Magellan Health Services, Inc.
6950 Columbia Gateway Drive
Columbia, Maryland 21046

Re:   Magellan Health Services, Inc.
Registration Statement on Form S-3
Registration No. 333-

Gentlemen:

    We have acted as counsel to Magellan Health Services, Inc., a Delaware corporation ("Magellan"), in connection with the registration statement (the "Registration Statement"), of its (i) 6.5% Series A Junior Subordinated Convertible Debentures due 2009 (the "Debentures"); (ii) Series A Cumulative Convertible Preferred Stock, no par value per share (the "Preferred Stock"; and (iii) Common Stock, par value $.25 per share. The Debentures are to be issued in exchange for shares of the Preferred Stock pursuant to the terms of an Indenture (the "Indenture"), between Magellan and a national bank or trust company to be identified at the time of the issuance of the Debentures, as Trustee. The Indenture will be in substantially the form filed as Exhibit 4(i) to the Registration Statement. The shares of Common Stock being registered are to be issued upon conversion of the Preferred Stock. The shares of Preferred Stock being registered are to be issued upon the exercise of an option (the "Option" that was granted to the holders of the outstanding shares of Preferred Stock.

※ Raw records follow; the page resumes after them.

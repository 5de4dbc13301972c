use std::collections::HashMap;

use async_trait::async_trait;
use sqlx::postgres::PgRow;
use sqlx::{PgConnection, Row};
use uuid::Uuid;

use crate::application::dto::pagination::PageRequest;
use crate::application::ports::registration_repository::{
    AdminRegistrationCancel, AdminRegistrationEdit, NewRegistration, RegistrationFilter,
    RegistrationRepository,
};
use crate::domain::payments::payment::Payment;
use crate::domain::registrations::registration::{
    CampingOptionRegistration, Registration, RegistrationDetail, RegistrationJobLink,
    RegistrationStatus,
};
use crate::infrastructure::db::repositories::admin_audit_repository_sqlx::insert_audit;
use crate::infrastructure::db::repositories::payment_repository_sqlx::{
    PAYMENT_COLUMNS, payment_from_row,
};
use crate::infrastructure::db::{PgPool, clear_pair, map_db_error};

const REGISTRATION_COLUMNS: &str = "id, user_id, year, status, notes, created_at, updated_at";

pub struct SqlxRegistrationRepository {
    pub pool: PgPool,
}

impl SqlxRegistrationRepository {
    pub fn new(pool: PgPool) -> Self {
        Self { pool }
    }

    async fn details(&self, registrations: Vec<Registration>) -> anyhow::Result<Vec<RegistrationDetail>> {
        if registrations.is_empty() {
            return Ok(Vec::new());
        }
        let ids: Vec<Uuid> = registrations.iter().map(|r| r.id).collect();

        let job_rows = sqlx::query(
            r#"SELECT rj.registration_id, j.id AS job_id, j.name AS job_name, j.category_id,
                      j.start_time, j.end_time
               FROM registration_jobs rj
               JOIN jobs j ON j.id = rj.job_id
               WHERE rj.registration_id = ANY($1)
               ORDER BY j.start_time ASC NULLS LAST, j.name ASC"#,
        )
        .bind(&ids)
        .fetch_all(&self.pool)
        .await?;
        let mut jobs: HashMap<Uuid, Vec<RegistrationJobLink>> = HashMap::new();
        for r in &job_rows {
            jobs.entry(r.get("registration_id"))
                .or_default()
                .push(RegistrationJobLink {
                    job_id: r.get("job_id"),
                    job_name: r.get("job_name"),
                    category_id: r.get("category_id"),
                    start_time: r.get("start_time"),
                    end_time: r.get("end_time"),
                });
        }

        let option_rows = sqlx::query(
            r#"SELECT cor.registration_id, o.id AS camping_option_id,
                      o.name AS camping_option_name, cor.field_values
               FROM camping_option_registrations cor
               JOIN camping_options o ON o.id = cor.camping_option_id
               WHERE cor.registration_id = ANY($1)
               ORDER BY o.name ASC"#,
        )
        .bind(&ids)
        .fetch_all(&self.pool)
        .await?;
        let mut options: HashMap<Uuid, Vec<CampingOptionRegistration>> = HashMap::new();
        for r in &option_rows {
            options
                .entry(r.get("registration_id"))
                .or_default()
                .push(CampingOptionRegistration {
                    camping_option_id: r.get("camping_option_id"),
                    camping_option_name: r.get("camping_option_name"),
                    field_values: r.get("field_values"),
                });
        }

        Ok(registrations
            .into_iter()
            .map(|registration| RegistrationDetail {
                jobs: jobs.remove(&registration.id).unwrap_or_default(),
                camping_options: options.remove(&registration.id).unwrap_or_default(),
                registration,
            })
            .collect())
    }

    async fn detail_or_missing(&self, id: Uuid) -> anyhow::Result<RegistrationDetail> {
        self.get(id)
            .await?
            .ok_or_else(|| anyhow::anyhow!("registration {id} not found"))
    }
}

fn registration_from_row(r: &PgRow) -> anyhow::Result<Registration> {
    Ok(Registration {
        id: r.get("id"),
        user_id: r.get("user_id"),
        year: r.get("year"),
        status: r.get::<String, _>("status").parse()?,
        notes: r.get("notes"),
        created_at: r.get("created_at"),
        updated_at: r.get("updated_at"),
    })
}

async fn update_registration_row(
    conn: &mut PgConnection,
    id: Uuid,
    status: Option<RegistrationStatus>,
    notes: &Option<Option<String>>,
) -> anyhow::Result<Option<Registration>> {
    let (notes_set, notes) = clear_pair(notes);
    let sql = format!(
        r#"UPDATE registrations SET
               status = COALESCE($2, status),
               notes = CASE WHEN $3 THEN $4 ELSE notes END,
               updated_at = now()
           WHERE id = $1
           RETURNING {REGISTRATION_COLUMNS}"#
    );
    let row = sqlx::query(&sql)
        .bind(id)
        .bind(status.map(|s| s.as_str()))
        .bind(notes_set)
        .bind(notes)
        .fetch_optional(conn)
        .await?;
    row.as_ref().map(registration_from_row).transpose()
}

async fn link_jobs(conn: &mut PgConnection, registration_id: Uuid, job_ids: &[Uuid]) -> anyhow::Result<()> {
    if job_ids.is_empty() {
        return Ok(());
    }
    sqlx::query(
        r#"INSERT INTO registration_jobs (registration_id, job_id)
           SELECT $1, UNNEST($2::uuid[]) ON CONFLICT DO NOTHING"#,
    )
    .bind(registration_id)
    .bind(job_ids)
    .execute(conn)
    .await
    .map_err(map_db_error)?;
    Ok(())
}

async fn link_camping_option(
    conn: &mut PgConnection,
    registration_id: Uuid,
    camping_option_id: Uuid,
    field_values: &serde_json::Value,
) -> anyhow::Result<()> {
    sqlx::query(
        r#"INSERT INTO camping_option_registrations (registration_id, camping_option_id, field_values)
           VALUES ($1, $2, $3) ON CONFLICT (registration_id, camping_option_id) DO NOTHING"#,
    )
    .bind(registration_id)
    .bind(camping_option_id)
    .bind(field_values)
    .execute(conn)
    .await
    .map_err(map_db_error)?;
    Ok(())
}

#[async_trait]
impl RegistrationRepository for SqlxRegistrationRepository {
    async fn find_for_user_year(
        &self,
        user_id: Uuid,
        year: i32,
    ) -> anyhow::Result<Option<Registration>> {
        let sql = format!(
            "SELECT {REGISTRATION_COLUMNS} FROM registrations WHERE user_id = $1 AND year = $2"
        );
        let row = sqlx::query(&sql)
            .bind(user_id)
            .bind(year)
            .fetch_optional(&self.pool)
            .await?;
        row.as_ref().map(registration_from_row).transpose()
    }

    async fn create(&self, registration: &NewRegistration) -> anyhow::Result<RegistrationDetail> {
        let mut tx = self.pool.begin().await?;
        let id: Uuid = sqlx::query_scalar(
            r#"INSERT INTO registrations (user_id, year, status)
               VALUES ($1, $2, $3) RETURNING id"#,
        )
        .bind(registration.user_id)
        .bind(registration.year)
        .bind(registration.status.as_str())
        .fetch_one(&mut *tx)
        .await
        .map_err(map_db_error)?;
        link_jobs(&mut tx, id, &registration.job_ids).await?;
        for signup in &registration.camping_options {
            link_camping_option(&mut tx, id, signup.camping_option_id, &signup.field_values)
                .await?;
        }
        tx.commit().await?;
        self.detail_or_missing(id).await
    }

    async fn get(&self, id: Uuid) -> anyhow::Result<Option<RegistrationDetail>> {
        let sql = format!("SELECT {REGISTRATION_COLUMNS} FROM registrations WHERE id = $1");
        let row = sqlx::query(&sql)
            .bind(id)
            .fetch_optional(&self.pool)
            .await?;
        let registrations = row
            .as_ref()
            .map(registration_from_row)
            .transpose()?
            .into_iter()
            .collect();
        Ok(self.details(registrations).await?.into_iter().next())
    }

    async fn list_for_user(&self, user_id: Uuid) -> anyhow::Result<Vec<RegistrationDetail>> {
        let sql = format!(
            "SELECT {REGISTRATION_COLUMNS} FROM registrations WHERE user_id = $1 ORDER BY year DESC"
        );
        let rows = sqlx::query(&sql)
            .bind(user_id)
            .fetch_all(&self.pool)
            .await?;
        let registrations = rows
            .iter()
            .map(registration_from_row)
            .collect::<anyhow::Result<_>>()?;
        self.details(registrations).await
    }

    async fn list(
        &self,
        filter: &RegistrationFilter,
        page: PageRequest,
    ) -> anyhow::Result<(Vec<RegistrationDetail>, i64)> {
        let predicate = r#"($1::int IS NULL OR year = $1)
               AND ($2::text IS NULL OR status = $2)
               AND ($3::uuid IS NULL OR user_id = $3)"#;
        let status = filter.status.map(|s| s.as_str());
        let total: i64 =
            sqlx::query_scalar(&format!("SELECT COUNT(*) FROM registrations WHERE {predicate}"))
                .bind(filter.year)
                .bind(status)
                .bind(filter.user_id)
                .fetch_one(&self.pool)
                .await?;
        let sql = format!(
            "SELECT {REGISTRATION_COLUMNS} FROM registrations WHERE {predicate}
             ORDER BY created_at DESC, id DESC LIMIT $4 OFFSET $5"
        );
        let rows = sqlx::query(&sql)
            .bind(filter.year)
            .bind(status)
            .bind(filter.user_id)
            .bind(page.limit)
            .bind(page.offset)
            .fetch_all(&self.pool)
            .await?;
        let registrations = rows
            .iter()
            .map(registration_from_row)
            .collect::<anyhow::Result<_>>()?;
        Ok((self.details(registrations).await?, total))
    }

    async fn update(
        &self,
        id: Uuid,
        status: Option<RegistrationStatus>,
        notes: Option<Option<String>>,
    ) -> anyhow::Result<Option<Registration>> {
        let mut conn = self.pool.acquire().await?;
        update_registration_row(&mut conn, id, status, &notes).await
    }

    async fn delete(&self, id: Uuid) -> anyhow::Result<bool> {
        let res = sqlx::query("DELETE FROM registrations WHERE id = $1")
            .bind(id)
            .execute(&self.pool)
            .await
            .map_err(map_db_error)?;
        Ok(res.rows_affected() > 0)
    }

    async fn count_by_status(&self, year: i32) -> anyhow::Result<Vec<(RegistrationStatus, i64)>> {
        let rows = sqlx::query(
            r#"SELECT status, COUNT(*)::BIGINT AS count FROM registrations
               WHERE year = $1 GROUP BY status"#,
        )
        .bind(year)
        .fetch_all(&self.pool)
        .await?;
        rows.iter()
            .map(|r| Ok((r.get::<String, _>("status").parse()?, r.get("count"))))
            .collect()
    }

    async fn apply_admin_edit(
        &self,
        edit: &AdminRegistrationEdit,
    ) -> anyhow::Result<RegistrationDetail> {
        let id = edit.registration_id;
        let mut tx = self.pool.begin().await?;
        update_registration_row(&mut tx, id, edit.status, &edit.notes)
            .await?
            .ok_or_else(|| anyhow::anyhow!("registration {id} not found"))?;
        if !edit.remove_job_ids.is_empty() {
            sqlx::query(
                "DELETE FROM registration_jobs WHERE registration_id = $1 AND job_id = ANY($2)",
            )
            .bind(id)
            .bind(&edit.remove_job_ids)
            .execute(&mut *tx)
            .await?;
        }
        link_jobs(&mut tx, id, &edit.add_job_ids).await?;
        if !edit.remove_camping_option_ids.is_empty() {
            sqlx::query(
                r#"DELETE FROM camping_option_registrations
                   WHERE registration_id = $1 AND camping_option_id = ANY($2)"#,
            )
            .bind(id)
            .bind(&edit.remove_camping_option_ids)
            .execute(&mut *tx)
            .await?;
        }
        let no_values = serde_json::json!({});
        for option_id in &edit.add_camping_option_ids {
            link_camping_option(&mut tx, id, *option_id, &no_values).await?;
        }
        for audit in &edit.audits {
            insert_audit(&mut tx, audit).await?;
        }
        tx.commit().await?;
        self.detail_or_missing(id).await
    }

    async fn apply_admin_cancel(
        &self,
        cancel: &AdminRegistrationCancel,
    ) -> anyhow::Result<(Registration, Vec<Payment>)> {
        let id = cancel.registration_id;
        let mut tx = self.pool.begin().await?;
        let registration =
            update_registration_row(&mut tx, id, Some(RegistrationStatus::Cancelled), &None)
                .await?
                .ok_or_else(|| anyhow::anyhow!("registration {id} not found"))?;
        let mut refunded = Vec::new();
        if !cancel.refund_payment_ids.is_empty() {
            let sql = format!(
                r#"UPDATE payments SET status = 'REFUNDED', updated_at = now()
                   WHERE id = ANY($1) AND status = 'COMPLETED'
                   RETURNING {PAYMENT_COLUMNS}"#
            );
            let rows = sqlx::query(&sql)
                .bind(&cancel.refund_payment_ids)
                .fetch_all(&mut *tx)
                .await?;
            refunded = rows
                .iter()
                .map(payment_from_row)
                .collect::<anyhow::Result<Vec<_>>>()?;
        }
        insert_audit(&mut tx, &cancel.audit).await?;
        for payment in &refunded {
            insert_audit(&mut tx, &cancel.audit.refund_of(payment)).await?;
        }
        tx.commit().await?;
        Ok((registration, refunded))
    }
}
use uuid::Uuid;

/// Raised by repositories when a unique constraint rejects a write.
#[derive(thiserror::Error, Debug)]
#[error("duplicate value violates unique constraint {constraint}")]
pub struct DuplicateKey {
    pub constraint: String,
}

/// Raised by repositories when a row is still referenced by another table.
#[derive(thiserror::Error, Debug)]
#[error("row is still referenced ({constraint})")]
pub struct StillReferenced {
    pub constraint: String,
}

#[derive(thiserror::Error, Debug)]
pub enum ServiceError {
    #[error("{0}")]
    NotFound(String),
    #[error("{0}")]
    BadRequest(String),
    #[error("{0}")]
    Conflict(String),
    #[error("{0}")]
    Forbidden(String),
    #[error("{0}")]
    Unauthorized(String),
    #[error("internal error")]
    Internal(#[source] anyhow::Error),
}

pub type ServiceResult<T> = Result<T, ServiceError>;

impl From<anyhow::Error> for ServiceError {
    fn from(err: anyhow::Error) -> Self {
        if let Some(dup) = err.downcast_ref::<DuplicateKey>() {
            return ServiceError::Conflict(dup.to_string());
        }
        if let Some(referenced) = err.downcast_ref::<StillReferenced>() {
            return ServiceError::Conflict(referenced.to_string());
        }
        ServiceError::Internal(err)
    }
}

impl ServiceError {
    pub fn not_found(entity: &str, id: Uuid) -> Self {
        ServiceError::NotFound(format!("{entity} with ID {id} not found"))
    }

    pub fn bad_request(msg: impl Into<String>) -> Self {
        ServiceError::BadRequest(msg.into())
    }

    pub fn conflict(msg: impl Into<String>) -> Self {
        ServiceError::Conflict(msg.into())
    }

    pub fn forbidden(msg: impl Into<String>) -> Self {
        ServiceError::Forbidden(msg.into())
    }
}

    In connection with this opinion, we have examined originals or copies, certified or otherwise identified to our satisfaction, of the form of the Indenture, such records of Magellan and all such agreements, certificates of officers or representatives of Magellan, and others, and such other documents, certificates and corporate or other records as we have deemed necessary or appropriate as a basis for the opinions set forth herein. In our examination we have assumed the genuineness of all signatures, the legal capacity of natural persons, the conformity to original documents of all documents submitted to us as certified or photostatic copies and the authenticity of the originals of such copies. As to any facts material to this opinion which we did not independently establish or verify, we have relied upon statements and representations of representatives of Magellan and of public officials, We have no reason to believe that such statements and representations are untrue.

    Based upon and subject to the foregoing, it is our opinion that

    1.
    The Debentures, when executed by duly authorized officers of Magellan, authenticated by duly authorized officers of the Trustee and delivered in exchange for shares of the Preferred Stock in accordance with the terms of the Indenture, will constitute the legal, valid and binding obligations of Magellan, enforceable against Magellan in accordance with their respective terms.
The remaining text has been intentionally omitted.